Backpacks for Foster Care: Crafting for a Cause with Cricut


This is a sponsored post written by me on behalf of Cricut. All opinions are 100% mine.

As a parent, I've always followed the motto that more is caught than taught. I want my kids to see me living a generous life and giving to others. I want them to understand that there are human faces and stories behind every set of numbers and statistics. Did you know that there are more than 440,000 children in Foster Care nationwide?  When most children enter into the Foster Care system it's through an emergency situation. Children are experiencing uncertainty and upheaval in their lives and most of them don't have an opportunity to grab those items that are familiar and comfortable for them. Many kids entering the system are given black trash bags to carry whatever few belongings they do have. 

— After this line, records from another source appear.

//! Product identifier.

use std::fmt;
use std::num::ParseIntError;
use std::str::FromStr;

use serde::{Deserialize, Serialize};

/// Catalog identifier of a product.
///
/// Serialized as a bare integer.
#[derive(Debug, Clone, Copy, PartialEq, Eq, Hash, PartialOrd, Ord, Serialize, Deserialize)]
#[serde(transparent)]
pub struct ProductId(i32);

impl ProductId {
    #[must_use]
    pub const fn new(id: i32) -> Self {
        Self(id)
    }

    #[must_use]
    pub const fn as_i32(self) -> i32 {
        self.0
    }
}

impl fmt::Display for ProductId {
    fn fmt(&self, f: &mut fmt::Formatter<'_>) -> fmt::Result {
        write!(f, "{}", self.0)
    }
}

/// Parses command-line input; surrounding whitespace is ignored.
impl FromStr for ProductId {
    type Err = ParseIntError;

    fn from_str(s: &str) -> Result<Self, Self::Err> {
        s.trim().parse().map(Self)
    }
}

impl From<i32> for ProductId {
    fn from(id: i32) -> Self {
        Self(id)
    }
}
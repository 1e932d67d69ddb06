//! Fixed in-process catalog.

use std::collections::HashMap;
use std::sync::{Arc, Mutex, PoisonError};

use rocketshoes_core::{Product, ProductId, Stock};

use super::{Catalog, CatalogError};

/// Catalog backed by in-memory maps.
///
/// Clones share the same data, so stock can be adjusted after the catalog
/// has been handed to a cart manager.
#[derive(Debug, Clone, Default)]
pub struct MemoryCatalog {
    inner: Arc<Mutex<MemoryCatalogInner>>,
}

#[derive(Debug, Default)]
struct MemoryCatalogInner {
    products: HashMap<ProductId, Product>,
    stock: HashMap<ProductId, u32>,
}

impl MemoryCatalog {
    #[must_use]
    pub fn new() -> Self {
        Self::default()
    }

    /// Register a product with `stock` units available.
    #[must_use]
    pub fn with_product(self, product: Product, stock: u32) -> Self {
        self.set_stock(product.id, stock);
        self.lock().products.insert(product.id, product);
        self
    }

    /// Replace the stock level for a product.
    pub fn set_stock(&self, id: ProductId, amount: u32) {
        self.lock().stock.insert(id, amount);
    }

    fn lock(&self) -> std::sync::MutexGuard<'_, MemoryCatalogInner> {
        self.inner.lock().unwrap_or_else(PoisonError::into_inner)
    }
}

impl Catalog for MemoryCatalog {
    async fn stock(&self, id: ProductId) -> Result<Stock, CatalogError> {
        self.lock()
            .stock
            .get(&id)
            .map(|amount| Stock::new(id, *amount))
            .ok_or(CatalogError::NotFound(id))
    }

    async fn product(&self, id: ProductId) -> Result<Product, CatalogError> {
        self.lock()
            .products
            .get(&id)
            .cloned()
            .ok_or(CatalogError::NotFound(id))
    }
}

#[cfg(test)]
#[allow(clippy::unwrap_used)]
mod tests {
    use rust_decimal::Decimal;

    use super::*;

    #[tokio::test]
    async fn test_lookups() {
        let id = ProductId::new(1);
        let catalog = MemoryCatalog::new().with_product(
            Product::new(id, "Runner", Decimal::new(9990, 2), "runner.jpg"),
            4,
        );

        assert_eq!(catalog.stock(id).await.unwrap().amount, 4);
        assert_eq!(catalog.product(id).await.unwrap().title, "Runner");
        assert!(matches!(
            catalog.stock(ProductId::new(2)).await,
            Err(CatalogError::NotFound(_))
        ));
    }

    #[tokio::test]
    async fn test_clones_share_stock() {
        let id = ProductId::new(1);
        let catalog = MemoryCatalog::new().with_product(
            Product::new(id, "Runner", Decimal::new(9990, 2), "runner.jpg"),
            4,
        );
        let handle = catalog.clone();

        handle.set_stock(id, 0);
        assert_eq!(catalog.stock(id).await.unwrap().amount, 0);
    }
}
//! Configuration validation.
//!
//! Validates all config fields before a report runs.

use crate::domain::error::JournalError;
use crate::ports::config_port::ConfigPort;

pub fn validate_journal_config(config: &dyn ConfigPort) -> Result<(), JournalError> {
    validate_current_balance(config)?;
    validate_fallback_balance(config)?;
    validate_days(config)?;
    validate_trade_sources(config)?;
    Ok(())
}

fn invalid(section: &str, key: &str, reason: &str) -> JournalError {
    JournalError::ConfigInvalid {
        section: section.to_string(),
        key: key.to_string(),
        reason: reason.to_string(),
    }
}

fn is_set(config: &dyn ConfigPort, section: &str, key: &str) -> bool {
    config
        .get_string(section, key)
        .is_some_and(|v| !v.trim().is_empty())
}

fn validate_current_balance(config: &dyn ConfigPort) -> Result<(), JournalError> {
    if is_set(config, "account", "current_balance")
        && config.get_decimal("account", "current_balance").is_none()
    {
        return Err(invalid(
            "account",
            "current_balance",
            "current_balance must be a number",
        ));
    }
    Ok(())
}

fn validate_fallback_balance(config: &dyn ConfigPort) -> Result<(), JournalError> {
    if !is_set(config, "account", "fallback_balance") {
        return Ok(());
    }
    match config.get_decimal("account", "fallback_balance") {
        Some(value) if value > rust_decimal::Decimal::ZERO => Ok(()),
        _ => Err(invalid(
            "account",
            "fallback_balance",
            "fallback_balance must be a positive number",
        )),
    }
}

fn validate_days(config: &dyn ConfigPort) -> Result<(), JournalError> {
    if !is_set(config, "report", "days") {
        return Ok(());
    }
    let days = config.get_int("report", "days", -1);
    if days < 0 || days > i64::from(u32::MAX) {
        return Err(invalid(
            "report",
            "days",
            "days must be a non-negative integer",
        ));
    }
    Ok(())
}

fn validate_trade_sources(config: &dyn ConfigPort) -> Result<(), JournalError> {
    let Some(value) = config.get_string("sources", "trades") else {
        return Ok(());
    };
    if value.split(',').all(|p| p.trim().is_empty()) {
        return Err(invalid(
            "sources",
            "trades",
            "trades must list at least one CSV path",
        ));
    }
    Ok(())
}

I've partnered with Cricut to help personalize backpacks for children entering Foster Care. I'll be donating them to The Blue Ribbon Project and showing you how you can join in too!

unicorn backpack, space backpack

Backpacks for Foster Care

The Blue Ribbon Project makes this easy by providing a list of items needed for each child, specific to their age and gender. Think about items a child could use in the first 24-48 hours that would provide just a little bit of comfort for them as they face a lot of unknowns. 

backpacks for children in the foster care system

I'm showing you how I made a backpack for a girl 2-3 years old and a boy 8-9  years old. It was fun to think about things kids those ages would like and take comfort in. 

Girls Unicorn Backpack

cricut tutorial for unicorn

Here is what you need for a girl's unicorn backpack because who doesn't love the magic of a unicorn?

using cricut everyday vinyl iron on

Here are the supplies you will need:

Cricut Explore Air 2 {seriously, why do you not have one yet?!!}
Easypress {this would be a great project for this smaller version called the Cricut Easypress Mini}
Everyday Iron-on {I used Sugar Berry Sampler}
Backpack {this is the one I purchased on Amazon}

Start by finding a design in the Cricut Design Space. This is 100% why I love having Cricut Access. The possibilities are endless and so are the projects. I don't feel limited in my creativity at all! 
I found a unicorn head I wanted to use for the top of the backpack and a full body unicorn outline I wanted to cut for the bottom pocket. It's easy to use the shapes already in the Cricut Design Space. It literally tells you how to cut the various pieces out and color codes them all for you.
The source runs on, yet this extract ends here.